Your assignment => Even if a line seems odd, print it as it is, and include every record.

#### Data provided

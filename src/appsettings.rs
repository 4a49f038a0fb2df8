use anyhow::{Context, ensure};
use chrono::TimeDelta;
use config::{Config, ConfigError, Environment, File};
use sentinel_models::settings::{ReminderSettings, Settings};

/// Layers `appsettings`, the optional `appsettings.local` and `APP__*` environment variables.
pub fn load() -> Result<Settings, ConfigError> {
    let settings = Config::builder()
        .add_source(File::with_name("appsettings").required(true))
        .add_source(File::with_name("appsettings.local").required(false))
        .add_source(
            Environment::with_prefix("APP")
                .separator("__")
                .try_parsing(true),
        )
        .build()?;

    settings.try_deserialize()
}

/// Reminders must fire before the due date, so the lead time has to be positive.
pub fn reminder_lead_time(settings: &ReminderSettings) -> anyhow::Result<TimeDelta> {
    let minutes = settings.lead_time_minutes;
    ensure!(
        minutes > 0,
        "reminders.lead_time_minutes must be positive, got {minutes}"
    );

    TimeDelta::try_minutes(minutes).context("Reminder lead time is out of range")
}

########

Written answer =>
filename src/appsettings.rs
repository 4a49f038a0fb2df8
use anyhow::{Context, ensure};
use chrono::TimeDelta;
use config::{Config, ConfigError, Environment, File};
use sentinel_models::settings::{ReminderSettings, Settings};

/// Layers `appsettings`, the optional `appsettings.local` and `APP__*` environment variables.
pub fn load() -> Result<Settings, ConfigError> {
    let settings = Config::builder()
        .add_source(File::with_name("appsettings").required(true))
        .add_source(File::with_name("appsettings.local").required(false))
        .add_source(
            Environment::with_prefix("APP")
                .separator("__")
                .try_parsing(true),
        )
        .build()?;

    settings.try_deserialize()
}

/// Reminders must fire before the due date, so the lead time has to be positive.
pub fn reminder_lead_time(settings: &ReminderSettings) -> anyhow::Result<TimeDelta> {
    let minutes = settings.lead_time_minutes;
    ensure!(
        minutes > 0,
        "reminders.lead_time_minutes must be positive, got {minutes}"
    );

    TimeDelta::try_minutes(minutes).context("Reminder lead time is out of range")
}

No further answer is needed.